------ Exercise data

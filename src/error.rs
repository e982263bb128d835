//! Error types for type graph compilation

use serde::Serialize;
use thiserror::Error;

/// Errors that abort the compilation of a type graph
#[derive(Error, Debug)]
pub enum CompileError {
    #[error("Unknown type: {0}")]
    UnknownType(String),

    #[error("Unresolved reference '{reference}' on property '{owner}.{property}'")]
    UnresolvedReference {
        owner: String,
        property: String,
        reference: String,
    },

    #[error("Duplicate type name: {0}")]
    DuplicateType(String),

    #[error("Invalid property '{property}': {reason}")]
    InvalidProperty { property: String, reason: String },

    #[error("Invalid relation mapping '{mapping}': {reason}")]
    InvalidRelationMapping { mapping: String, reason: String },

    #[error("Schema migration failed: {0}")]
    Migration(String),

    #[error("JSON error: {0}")]
    Json(#[from] serde_json::Error),
}

impl CompileError {
    /// Whether this error is a resolution failure (a name that could not be
    /// found in the graph or the schema registry)
    pub fn is_resolution_error(&self) -> bool {
        matches!(
            self,
            CompileError::UnknownType(_) | CompileError::UnresolvedReference { .. }
        )
    }

    /// Whether this error stems from malformed input or mapping configuration
    pub fn is_configuration_error(&self) -> bool {
        matches!(
            self,
            CompileError::InvalidProperty { .. }
                | CompileError::InvalidRelationMapping { .. }
                | CompileError::DuplicateType(_)
        )
    }
}

/// Warnings that may occur during compilation (non-fatal)
#[derive(Debug, Clone, PartialEq, Eq, Serialize)]
#[serde(tag = "kind", rename_all = "snake_case")]
pub enum CompileWarning {
    /// A reference to a type that is not part of the graph was dropped
    UnresolvedReference {
        owner: String,
        property: String,
        reference: String,
    },
    /// A union/intersection property has no relational representation
    CompositeProperty { owner: String, property: String },
}

impl std::fmt::Display for CompileWarning {
    fn fmt(&self, f: &mut std::fmt::Formatter<'_>) -> std::fmt::Result {
        match self {
            CompileWarning::UnresolvedReference {
                owner,
                property,
                reference,
            } => {
                write!(
                    f,
                    "Property '{}.{}' references unknown type '{}' and was skipped",
                    owner, property, reference
                )
            }
            CompileWarning::CompositeProperty { owner, property } => {
                write!(
                    f,
                    "Composite property '{}.{}' is not stored in a column",
                    owner, property
                )
            }
        }
    }
}

/// Result type for compilation operations
pub type CompileResult<T> = Result<T, CompileError>;
//! Relational side of type graph compilation
//!
//! This module turns a type graph into a relational schema and renders that
//! schema as DDL for PostgreSQL or SQLite.
//!
//! # Overview
//!
//! The synthesis involves:
//! 1. Allocating a unique table name per type and per junction relation
//! 2. Laying out each type's properties as columns, foreign keys or junctions
//! 3. Building tables and wiring foreign keys once every table exists
//!
//! # Example
//!
//! ```rust
//! use relgraph::graph::{Property, TypeDef, TypeGraph};
//! use relgraph::sql::{DdlGenerator, NoTables, SchemaSynthesizer, SqlDialect, TableNames};
//!
//! let graph = TypeGraph::new()
//!     .with_type(
//!         TypeDef::new("Post")
//!             .with_property(Property::string("title"))
//!             .with_property(Property::array_of("tags", "Tag")),
//!     )?
//!     .with_type(TypeDef::new("Tag").with_property(Property::string("label")))?;
//!
//! let tables = TableNames::allocate(&graph, "app", &NoTables);
//! let synthesis = SchemaSynthesizer::new(&graph, &tables).synthesize()?;
//! assert!(synthesis.schema.get_table("app_post_tag").is_some());
//!
//! let ddl = DdlGenerator::new(SqlDialect::Sqlite).generate_schema(&synthesis.schema);
//! assert_eq!(ddl.len(), 3);
//! # Ok::<(), relgraph::CompileError>(())
//! ```
//!
//! ## SQL Dialects
//!
//! - **PostgreSQL**: `SERIAL` keys, foreign keys added with `ALTER TABLE`
//! - **SQLite**: `AUTOINCREMENT` keys, foreign keys inlined in `CREATE TABLE`

pub mod catalog;
pub mod ddl;
pub mod dialect;
pub mod layout;
pub mod mapping;
pub mod naming;
pub mod schema;
pub mod synthesizer;

// Re-export main types
pub use catalog::{NoTables, SchemaMigrator, TableCatalog};
pub use ddl::DdlGenerator;
pub use dialect::{PostgresDialect, SqlDialect, SqlDialectImpl, SqliteDialect};
pub use layout::{CollectionKind, Slot, TableLayout, TableNames};
pub use mapping::{mapping_table, MappingTable, PropertyMapping};
pub use naming::{to_snake_case, TableNameAllocator};
pub use schema::{Column, ColumnType, ForeignKey, Relation, RelationalSchema, Table};
pub use synthesizer::{SchemaSynthesizer, Synthesis};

------------

Write out the material above exactly and in full.

### Answer to this exercise:
filename src/error.rs
repository e982263bb128d835
//! Error types for type graph compilation

use serde::Serialize;
use thiserror::Error;

/// Errors that abort the compilation of a type graph
#[derive(Error, Debug)]
pub enum CompileError {
    #[error("Unknown type: {0}")]
    UnknownType(String),

    #[error("Unresolved reference '{reference}' on property '{owner}.{property}'")]
    UnresolvedReference {
        owner: String,
        property: String,
        reference: String,
    },

    #[error("Duplicate type name: {0}")]
    DuplicateType(String),

    #[error("Invalid property '{property}': {reason}")]
    InvalidProperty { property: String, reason: String },

    #[error("Invalid relation mapping '{mapping}': {reason}")]
    InvalidRelationMapping { mapping: String, reason: String },

    #[error("Schema migration failed: {0}")]
    Migration(String),

    #[error("JSON error: {0}")]
    Json(#[from] serde_json::Error),
}

impl CompileError {
    /// Whether this error is a resolution failure (a name that could not be
    /// found in the graph or the schema registry)
    pub fn is_resolution_error(&self) -> bool {
        matches!(
            self,
            CompileError::UnknownType(_) | CompileError::UnresolvedReference { .. }
        )
    }

    /// Whether this error stems from malformed input or mapping configuration
    pub fn is_configuration_error(&self) -> bool {
        matches!(
            self,
            CompileError::InvalidProperty { .. }
                | CompileError::InvalidRelationMapping { .. }
                | CompileError::DuplicateType(_)
        )
    }
}

/// Warnings that may occur during compilation (non-fatal)
#[derive(Debug, Clone, PartialEq, Eq, Serialize)]
#[serde(tag = "kind", rename_all = "snake_case")]
pub enum CompileWarning {
    /// A reference to a type that is not part of the graph was dropped
    UnresolvedReference {
        owner: String,
        property: String,
        reference: String,
    },
    /// A union/intersection property has no relational representation
    CompositeProperty { owner: String, property: String },
}

impl std::fmt::Display for CompileWarning {
    fn fmt(&self, f: &mut std::fmt::Formatter<'_>) -> std::fmt::Result {
        match self {
            CompileWarning::UnresolvedReference {
                owner,
                property,
                reference,
            } => {
                write!(
                    f,
                    "Property '{}.{}' references unknown type '{}' and was skipped",
                    owner, property, reference
                )
            }
            CompileWarning::CompositeProperty { owner, property } => {
                write!(
                    f,
                    "Composite property '{}.{}' is not stored in a column",
                    owner, property
                )
            }
        }
    }
}

/// Result type for compilation operations
pub type CompileResult<T> = Result<T, CompileError>;
//! Relational side of type graph compilation
//!
//! This module turns a type graph into a relational schema and renders that
//! schema as DDL for PostgreSQL or SQLite.
//!
//! # Overview
//!
//! The synthesis involves:
//! 1. Allocating a unique table name per type and per junction relation
//! 2. Laying out each type's properties as columns, foreign keys or junctions
//! 3. Building tables and wiring foreign keys once every table exists
//!
//! # Example
//!
//! ```rust
//! use relgraph::graph::{Property, TypeDef, TypeGraph};
//! use relgraph::sql::{DdlGenerator, NoTables, SchemaSynthesizer, SqlDialect, TableNames};
//!
//! let graph = TypeGraph::new()
//!     .with_type(
//!         TypeDef::new("Post")
//!             .with_property(Property::string("title"))
//!             .with_property(Property::array_of("tags", "Tag")),
//!     )?
//!     .with_type(TypeDef::new("Tag").with_property(Property::string("label")))?;
//!
//! let tables = TableNames::allocate(&graph, "app", &NoTables);
//! let synthesis = SchemaSynthesizer::new(&graph, &tables).synthesize()?;
//! assert!(synthesis.schema.get_table("app_post_tag").is_some());
//!
//! let ddl = DdlGenerator::new(SqlDialect::Sqlite).generate_schema(&synthesis.schema);
//! assert_eq!(ddl.len(), 3);
//! # Ok::<(), relgraph::CompileError>(())
//! ```
//!
//! ## SQL Dialects
//!
//! - **PostgreSQL**: `SERIAL` keys, foreign keys added with `ALTER TABLE`
//! - **SQLite**: `AUTOINCREMENT` keys, foreign keys inlined in `CREATE TABLE`

pub mod catalog;
pub mod ddl;
pub mod dialect;
pub mod layout;
pub mod mapping;
pub mod naming;
pub mod schema;
pub mod synthesizer;

// Re-export main types
pub use catalog::{NoTables, SchemaMigrator, TableCatalog};
pub use ddl::DdlGenerator;
pub use dialect::{PostgresDialect, SqlDialect, SqlDialectImpl, SqliteDialect};
pub use layout::{CollectionKind, Slot, TableLayout, TableNames};
pub use mapping::{mapping_table, MappingTable, PropertyMapping};
pub use naming::{to_snake_case, TableNameAllocator};
pub use schema::{Column, ColumnType, ForeignKey, Relation, RelationalSchema, Table};
pub use synthesizer::{SchemaSynthesizer, Synthesis};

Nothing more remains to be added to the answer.